=== Problem requirements ===
Retype every record that appears below, unchanged.

=== Data supplied ===
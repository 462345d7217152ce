//! Game configuration and validation.
//!
//! All timing knobs are whole seconds on the virtual clock. The defaults
//! reproduce the standard game: 10-second cycles, a 5-second actor reveal,
//! a 3-second alert flash, and a 10-second end-of-game report window.
//!
//! Validation happens once, at `GameConfig::validate` (called by the
//! controller's constructor). Two degenerate inputs are rejected outright
//! instead of producing undefined behavior: an empty
//! participant list (winner computation over an empty set) and a reveal
//! delay that does not fit inside a cycle (the reveal would fire after the
//! next cycle had already reset selection state).

use serde::{Deserialize, Serialize};
use thiserror::Error;

/// Default cycle length in seconds.
pub const DEFAULT_CYCLE_LENGTH: u32 = 10;
/// Default actor-reveal delay after cycle start, in seconds.
pub const DEFAULT_REVEAL_DELAY: u32 = 5;
/// Default alert display window, in seconds.
pub const DEFAULT_ALERT_DURATION: u32 = 3;
/// Default end-of-game report window, in seconds.
pub const DEFAULT_REPORT_DURATION: u32 = 10;
/// Default probability that the actor's assigned action equals their own
/// target/limb pair.
pub const DEFAULT_TRIVIAL_PROBABILITY: f64 = 0.6;

/// Rejected configuration.
#[derive(Clone, Debug, PartialEq, Error)]
pub enum ConfigError {
    #[error("at least one participant is required")]
    NoParticipants,
    #[error("total duration must be positive")]
    ZeroDuration,
    #[error("cycle length must be positive")]
    ZeroCycleLength,
    #[error("reveal delay ({reveal_delay}s) must be shorter than the cycle length ({cycle_length}s)")]
    RevealOutsideCycle { reveal_delay: u32, cycle_length: u32 },
    #[error("trivial-action probability must be within [0, 1], got {0}")]
    ProbabilityOutOfRange(f64),
}

/// Complete game configuration.
#[derive(Clone, Debug, PartialEq, Serialize, Deserialize)]
pub struct GameConfig {
    /// Number of participants (at least 1).
    pub participant_count: usize,
    /// Total game duration in seconds.
    pub total_duration: u32,
    /// Cycle cadence in seconds.
    pub cycle_length: u32,
    /// Seconds after cycle start at which the actor is revealed.
    pub reveal_delay: u32,
    /// Seconds the cycle-start alert stays visible.
    pub alert_duration: u32,
    /// Seconds the end-of-game report stays visible.
    pub report_duration: u32,
    /// Probability that the actor's action is their own assignment.
    pub trivial_probability: f64,
}

impl GameConfig {
    /// Create a configuration with the standard timing constants.
    #[must_use]
    pub fn new(participant_count: usize, total_duration: u32) -> Self {
        Self {
            participant_count,
            total_duration,
            cycle_length: DEFAULT_CYCLE_LENGTH,
            reveal_delay: DEFAULT_REVEAL_DELAY,
            alert_duration: DEFAULT_ALERT_DURATION,
            report_duration: DEFAULT_REPORT_DURATION,
            trivial_probability: DEFAULT_TRIVIAL_PROBABILITY,
        }
    }

    /// Override the cycle length.
    #[must_use]
    pub fn with_cycle_length(mut self, seconds: u32) -> Self {
        self.cycle_length = seconds;
        self
    }

    /// Override the actor-reveal delay.
    #[must_use]
    pub fn with_reveal_delay(mut self, seconds: u32) -> Self {
        self.reveal_delay = seconds;
        self
    }

    /// Override the trivial-action probability.
    #[must_use]
    pub fn with_trivial_probability(mut self, probability: f64) -> Self {
        self.trivial_probability = probability;
        self
    }

    /// Check the configuration for degenerate values.
    pub fn validate(&self) -> Result<(), ConfigError> {
        if self.participant_count == 0 {
            return Err(ConfigError::NoParticipants);
        }
        if self.total_duration == 0 {
            return Err(ConfigError::ZeroDuration);
        }
        if self.cycle_length == 0 {
            return Err(ConfigError::ZeroCycleLength);
        }
        if self.reveal_delay >= self.cycle_length {
            return Err(ConfigError::RevealOutsideCycle {
                reveal_delay: self.reveal_delay,
                cycle_length: self.cycle_length,
            });
        }
        if !(0.0..=1.0).contains(&self.trivial_probability) {
            return Err(ConfigError::ProbabilityOutOfRange(self.trivial_probability));
        }
        Ok(())
    }
}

=== Solution to this exercise ===
repository 462345d7217152ce
//! Game configuration and validation.
//!
//! All timing knobs are whole seconds on the virtual clock. The defaults
//! reproduce the standard game: 10-second cycles, a 5-second actor reveal,
//! a 3-second alert flash, and a 10-second end-of-game report window.
//!
//! Validation happens once, at `GameConfig::validate` (called by the
//! controller's constructor). Two degenerate inputs are rejected outright
//! instead of producing undefined behavior: an empty
//! participant list (winner computation over an empty set) and a reveal
//! delay that does not fit inside a cycle (the reveal would fire after the
//! next cycle had already reset selection state).

use serde::{Deserialize, Serialize};
use thiserror::Error;

/// Default cycle length in seconds.
pub const DEFAULT_CYCLE_LENGTH: u32 = 10;
/// Default actor-reveal delay after cycle start, in seconds.
pub const DEFAULT_REVEAL_DELAY: u32 = 5;
/// Default alert display window, in seconds.
pub const DEFAULT_ALERT_DURATION: u32 = 3;
/// Default end-of-game report window, in seconds.
pub const DEFAULT_REPORT_DURATION: u32 = 10;
/// Default probability that the actor's assigned action equals their own
/// target/limb pair.
pub const DEFAULT_TRIVIAL_PROBABILITY: f64 = 0.6;

/// Rejected configuration.
#[derive(Clone, Debug, PartialEq, Error)]
pub enum ConfigError {
    #[error("at least one participant is required")]
    NoParticipants,
    #[error("total duration must be positive")]
    ZeroDuration,
    #[error("cycle length must be positive")]
    ZeroCycleLength,
    #[error("reveal delay ({reveal_delay}s) must be shorter than the cycle length ({cycle_length}s)")]
    RevealOutsideCycle { reveal_delay: u32, cycle_length: u32 },
    #[error("trivial-action probability must be within [0, 1], got {0}")]
    ProbabilityOutOfRange(f64),
}

/// Complete game configuration.
#[derive(Clone, Debug, PartialEq, Serialize, Deserialize)]
pub struct GameConfig {
    /// Number of participants (at least 1).
    pub participant_count: usize,
    /// Total game duration in seconds.
    pub total_duration: u32,
    /// Cycle cadence in seconds.
    pub cycle_length: u32,
    /// Seconds after cycle start at which the actor is revealed.
    pub reveal_delay: u32,
    /// Seconds the cycle-start alert stays visible.
    pub alert_duration: u32,
    /// Seconds the end-of-game report stays visible.
    pub report_duration: u32,
    /// Probability that the actor's action is their own assignment.
    pub trivial_probability: f64,
}

impl GameConfig {
    /// Create a configuration with the standard timing constants.
    #[must_use]
    pub fn new(participant_count: usize, total_duration: u32) -> Self {
        Self {
            participant_count,
            total_duration,
            cycle_length: DEFAULT_CYCLE_LENGTH,
            reveal_delay: DEFAULT_REVEAL_DELAY,
            alert_duration: DEFAULT_ALERT_DURATION,
            report_duration: DEFAULT_REPORT_DURATION,
            trivial_probability: DEFAULT_TRIVIAL_PROBABILITY,
        }
    }

    /// Override the cycle length.
    #[must_use]
    pub fn with_cycle_length(mut self, seconds: u32) -> Self {
        self.cycle_length = seconds;
        self
    }

    /// Override the actor-reveal delay.
    #[must_use]
    pub fn with_reveal_delay(mut self, seconds: u32) -> Self {
        self.reveal_delay = seconds;
        self
    }

    /// Override the trivial-action probability.
    #[must_use]
    pub fn with_trivial_probability(mut self, probability: f64) -> Self {
        self.trivial_probability = probability;
        self
    }

    /// Check the configuration for degenerate values.
    pub fn validate(&self) -> Result<(), ConfigError> {
        if self.participant_count == 0 {
            return Err(ConfigError::NoParticipants);
        }
        if self.total_duration == 0 {
            return Err(ConfigError::ZeroDuration);
        }
        if self.cycle_length == 0 {
            return Err(ConfigError::ZeroCycleLength);
        }
        if self.reveal_delay >= self.cycle_length {
            return Err(ConfigError::RevealOutsideCycle {
                reveal_delay: self.reveal_delay,
                cycle_length: self.cycle_length,
            });
        }
        if !(0.0..=1.0).contains(&self.trivial_probability) {
            return Err(ConfigError::ProbabilityOutOfRange(self.trivial_probability));
        }
        Ok(())
    }
}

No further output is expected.